* **Stored data**:
○ ○ ○ ○ ○ ○ ○

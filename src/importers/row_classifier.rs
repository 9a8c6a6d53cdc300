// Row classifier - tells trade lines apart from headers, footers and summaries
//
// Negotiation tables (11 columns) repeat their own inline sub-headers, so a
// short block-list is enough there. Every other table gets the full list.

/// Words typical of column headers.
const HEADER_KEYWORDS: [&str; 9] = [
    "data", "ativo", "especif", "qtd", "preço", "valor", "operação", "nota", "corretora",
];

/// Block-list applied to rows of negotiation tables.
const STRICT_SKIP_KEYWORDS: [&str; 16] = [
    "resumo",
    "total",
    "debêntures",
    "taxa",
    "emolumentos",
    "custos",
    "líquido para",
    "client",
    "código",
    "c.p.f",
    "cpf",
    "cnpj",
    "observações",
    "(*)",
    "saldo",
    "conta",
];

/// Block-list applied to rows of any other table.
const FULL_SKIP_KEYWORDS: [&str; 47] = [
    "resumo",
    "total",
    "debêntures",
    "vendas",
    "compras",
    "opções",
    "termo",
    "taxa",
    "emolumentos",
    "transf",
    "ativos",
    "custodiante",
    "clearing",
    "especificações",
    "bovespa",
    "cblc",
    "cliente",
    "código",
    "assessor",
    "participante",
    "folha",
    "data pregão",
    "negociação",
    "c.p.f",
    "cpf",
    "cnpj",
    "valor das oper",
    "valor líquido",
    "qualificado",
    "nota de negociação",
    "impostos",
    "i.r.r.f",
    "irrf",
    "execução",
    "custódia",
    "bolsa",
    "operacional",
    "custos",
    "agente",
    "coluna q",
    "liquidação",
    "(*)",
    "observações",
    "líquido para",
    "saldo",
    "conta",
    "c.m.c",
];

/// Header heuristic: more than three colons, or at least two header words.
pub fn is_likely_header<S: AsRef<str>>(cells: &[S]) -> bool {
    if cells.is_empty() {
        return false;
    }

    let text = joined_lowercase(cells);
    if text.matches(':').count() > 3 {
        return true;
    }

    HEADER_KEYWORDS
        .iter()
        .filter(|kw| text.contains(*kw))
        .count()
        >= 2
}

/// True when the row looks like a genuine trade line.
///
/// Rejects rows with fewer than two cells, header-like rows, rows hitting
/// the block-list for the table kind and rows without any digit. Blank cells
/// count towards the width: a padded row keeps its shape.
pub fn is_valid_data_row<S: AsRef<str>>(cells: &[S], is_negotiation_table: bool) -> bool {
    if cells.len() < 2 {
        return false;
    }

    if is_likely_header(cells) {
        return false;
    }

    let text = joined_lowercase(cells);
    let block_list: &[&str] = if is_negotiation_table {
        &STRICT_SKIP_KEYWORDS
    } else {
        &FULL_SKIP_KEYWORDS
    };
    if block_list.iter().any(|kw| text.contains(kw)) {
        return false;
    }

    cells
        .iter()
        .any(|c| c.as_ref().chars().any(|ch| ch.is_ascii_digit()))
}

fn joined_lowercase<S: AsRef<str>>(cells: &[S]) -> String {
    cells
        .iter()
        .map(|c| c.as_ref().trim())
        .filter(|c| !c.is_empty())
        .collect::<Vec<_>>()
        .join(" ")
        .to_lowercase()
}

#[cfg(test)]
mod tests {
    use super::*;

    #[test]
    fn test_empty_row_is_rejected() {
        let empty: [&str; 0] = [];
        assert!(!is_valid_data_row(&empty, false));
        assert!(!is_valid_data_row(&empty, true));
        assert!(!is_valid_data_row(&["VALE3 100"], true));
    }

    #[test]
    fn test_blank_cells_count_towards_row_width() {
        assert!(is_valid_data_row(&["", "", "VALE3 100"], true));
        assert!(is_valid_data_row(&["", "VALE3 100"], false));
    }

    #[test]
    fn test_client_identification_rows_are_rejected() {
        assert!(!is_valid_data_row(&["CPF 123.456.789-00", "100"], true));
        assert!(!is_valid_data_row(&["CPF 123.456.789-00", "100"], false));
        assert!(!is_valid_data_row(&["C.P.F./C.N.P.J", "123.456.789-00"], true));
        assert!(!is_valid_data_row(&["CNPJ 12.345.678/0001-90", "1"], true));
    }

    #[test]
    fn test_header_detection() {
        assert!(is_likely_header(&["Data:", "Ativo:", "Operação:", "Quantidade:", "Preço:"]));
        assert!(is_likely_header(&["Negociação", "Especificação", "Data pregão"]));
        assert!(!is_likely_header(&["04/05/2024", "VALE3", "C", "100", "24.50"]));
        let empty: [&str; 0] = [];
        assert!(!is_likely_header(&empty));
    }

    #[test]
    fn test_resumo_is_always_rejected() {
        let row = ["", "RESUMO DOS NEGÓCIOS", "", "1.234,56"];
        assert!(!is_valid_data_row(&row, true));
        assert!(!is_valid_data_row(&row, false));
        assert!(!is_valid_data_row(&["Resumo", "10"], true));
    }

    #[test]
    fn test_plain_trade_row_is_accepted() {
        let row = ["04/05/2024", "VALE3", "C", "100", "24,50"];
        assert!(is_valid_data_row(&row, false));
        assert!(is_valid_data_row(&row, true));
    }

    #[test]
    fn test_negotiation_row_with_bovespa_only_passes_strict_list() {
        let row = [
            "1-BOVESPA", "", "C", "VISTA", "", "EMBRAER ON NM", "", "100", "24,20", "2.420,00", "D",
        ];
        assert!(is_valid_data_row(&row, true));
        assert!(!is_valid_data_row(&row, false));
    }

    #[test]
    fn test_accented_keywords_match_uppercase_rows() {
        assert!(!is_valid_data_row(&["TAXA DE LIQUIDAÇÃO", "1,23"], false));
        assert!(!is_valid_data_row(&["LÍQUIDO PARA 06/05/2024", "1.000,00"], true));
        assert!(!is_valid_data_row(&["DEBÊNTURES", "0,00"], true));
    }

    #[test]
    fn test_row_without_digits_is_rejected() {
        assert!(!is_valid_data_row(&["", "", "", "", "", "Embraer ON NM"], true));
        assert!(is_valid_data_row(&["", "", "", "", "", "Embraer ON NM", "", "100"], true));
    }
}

○ ○ ○ ○ ○ ○ ○

* **WHAT THIS TASK INVOLVES**:
Copy the lines above, please. Keep them exact.

* **RESPONSE TO THE TASK**:
filename src/importers/row_classifier.rs
repository 9a8c6a6d53cdc300
// Row classifier - tells trade lines apart from headers, footers and summaries
//
// Negotiation tables (11 columns) repeat their own inline sub-headers, so a
// short block-list is enough there. Every other table gets the full list.

/// Words typical of column headers.
const HEADER_KEYWORDS: [&str; 9] = [
    "data", "ativo", "especif", "qtd", "preço", "valor", "operação", "nota", "corretora",
];

/// Block-list applied to rows of negotiation tables.
const STRICT_SKIP_KEYWORDS: [&str; 16] = [
    "resumo",
    "total",
    "debêntures",
    "taxa",
    "emolumentos",
    "custos",
    "líquido para",
    "client",
    "código",
    "c.p.f",
    "cpf",
    "cnpj",
    "observações",
    "(*)",
    "saldo",
    "conta",
];

/// Block-list applied to rows of any other table.
const FULL_SKIP_KEYWORDS: [&str; 47] = [
    "resumo",
    "total",
    "debêntures",
    "vendas",
    "compras",
    "opções",
    "termo",
    "taxa",
    "emolumentos",
    "transf",
    "ativos",
    "custodiante",
    "clearing",
    "especificações",
    "bovespa",
    "cblc",
    "cliente",
    "código",
    "assessor",
    "participante",
    "folha",
    "data pregão",
    "negociação",
    "c.p.f",
    "cpf",
    "cnpj",
    "valor das oper",
    "valor líquido",
    "qualificado",
    "nota de negociação",
    "impostos",
    "i.r.r.f",
    "irrf",
    "execução",
    "custódia",
    "bolsa",
    "operacional",
    "custos",
    "agente",
    "coluna q",
    "liquidação",
    "(*)",
    "observações",
    "líquido para",
    "saldo",
    "conta",
    "c.m.c",
];

/// Header heuristic: more than three colons, or at least two header words.
pub fn is_likely_header<S: AsRef<str>>(cells: &[S]) -> bool {
    if cells.is_empty() {
        return false;
    }

    let text = joined_lowercase(cells);
    if text.matches(':').count() > 3 {
        return true;
    }

    HEADER_KEYWORDS
        .iter()
        .filter(|kw| text.contains(*kw))
        .count()
        >= 2
}

/// True when the row looks like a genuine trade line.
///
/// Rejects rows with fewer than two cells, header-like rows, rows hitting
/// the block-list for the table kind and rows without any digit. Blank cells
/// count towards the width: a padded row keeps its shape.
pub fn is_valid_data_row<S: AsRef<str>>(cells: &[S], is_negotiation_table: bool) -> bool {
    if cells.len() < 2 {
        return false;
    }

    if is_likely_header(cells) {
        return false;
    }

    let text = joined_lowercase(cells);
    let block_list: &[&str] = if is_negotiation_table {
        &STRICT_SKIP_KEYWORDS
    } else {
        &FULL_SKIP_KEYWORDS
    };
    if block_list.iter().any(|kw| text.contains(kw)) {
        return false;
    }

    cells
        .iter()
        .any(|c| c.as_ref().chars().any(|ch| ch.is_ascii_digit()))
}

fn joined_lowercase<S: AsRef<str>>(cells: &[S]) -> String {
    cells
        .iter()
        .map(|c| c.as_ref().trim())
        .filter(|c| !c.is_empty())
        .collect::<Vec<_>>()
        .join(" ")
        .to_lowercase()
}

#[cfg(test)]
mod tests {
    use super::*;

    #[test]
    fn test_empty_row_is_rejected() {
        let empty: [&str; 0] = [];
        assert!(!is_valid_data_row(&empty, false));
        assert!(!is_valid_data_row(&empty, true));
        assert!(!is_valid_data_row(&["VALE3 100"], true));
    }

    #[test]
    fn test_blank_cells_count_towards_row_width() {
        assert!(is_valid_data_row(&["", "", "VALE3 100"], true));
        assert!(is_valid_data_row(&["", "VALE3 100"], false));
    }

    #[test]
    fn test_client_identification_rows_are_rejected() {
        assert!(!is_valid_data_row(&["CPF 123.456.789-00", "100"], true));
        assert!(!is_valid_data_row(&["CPF 123.456.789-00", "100"], false));
        assert!(!is_valid_data_row(&["C.P.F./C.N.P.J", "123.456.789-00"], true));
        assert!(!is_valid_data_row(&["CNPJ 12.345.678/0001-90", "1"], true));
    }

    #[test]
    fn test_header_detection() {
        assert!(is_likely_header(&["Data:", "Ativo:", "Operação:", "Quantidade:", "Preço:"]));
        assert!(is_likely_header(&["Negociação", "Especificação", "Data pregão"]));
        assert!(!is_likely_header(&["04/05/2024", "VALE3", "C", "100", "24.50"]));
        let empty: [&str; 0] = [];
        assert!(!is_likely_header(&empty));
    }

    #[test]
    fn test_resumo_is_always_rejected() {
        let row = ["", "RESUMO DOS NEGÓCIOS", "", "1.234,56"];
        assert!(!is_valid_data_row(&row, true));
        assert!(!is_valid_data_row(&row, false));
        assert!(!is_valid_data_row(&["Resumo", "10"], true));
    }

    #[test]
    fn test_plain_trade_row_is_accepted() {
        let row = ["04/05/2024", "VALE3", "C", "100", "24,50"];
        assert!(is_valid_data_row(&row, false));
        assert!(is_valid_data_row(&row, true));
    }

    #[test]
    fn test_negotiation_row_with_bovespa_only_passes_strict_list() {
        let row = [
            "1-BOVESPA", "", "C", "VISTA", "", "EMBRAER ON NM", "", "100", "24,20", "2.420,00", "D",
        ];
        assert!(is_valid_data_row(&row, true));
        assert!(!is_valid_data_row(&row, false));
    }

    #[test]
    fn test_accented_keywords_match_uppercase_rows() {
        assert!(!is_valid_data_row(&["TAXA DE LIQUIDAÇÃO", "1,23"], false));
        assert!(!is_valid_data_row(&["LÍQUIDO PARA 06/05/2024", "1.000,00"], true));
        assert!(!is_valid_data_row(&["DEBÊNTURES", "0,00"], true));
    }

    #[test]
    fn test_row_without_digits_is_rejected() {
        assert!(!is_valid_data_row(&["", "", "", "", "", "Embraer ON NM"], true));
        assert!(is_valid_data_row(&["", "", "", "", "", "Embraer ON NM", "", "100"], true));
    }
}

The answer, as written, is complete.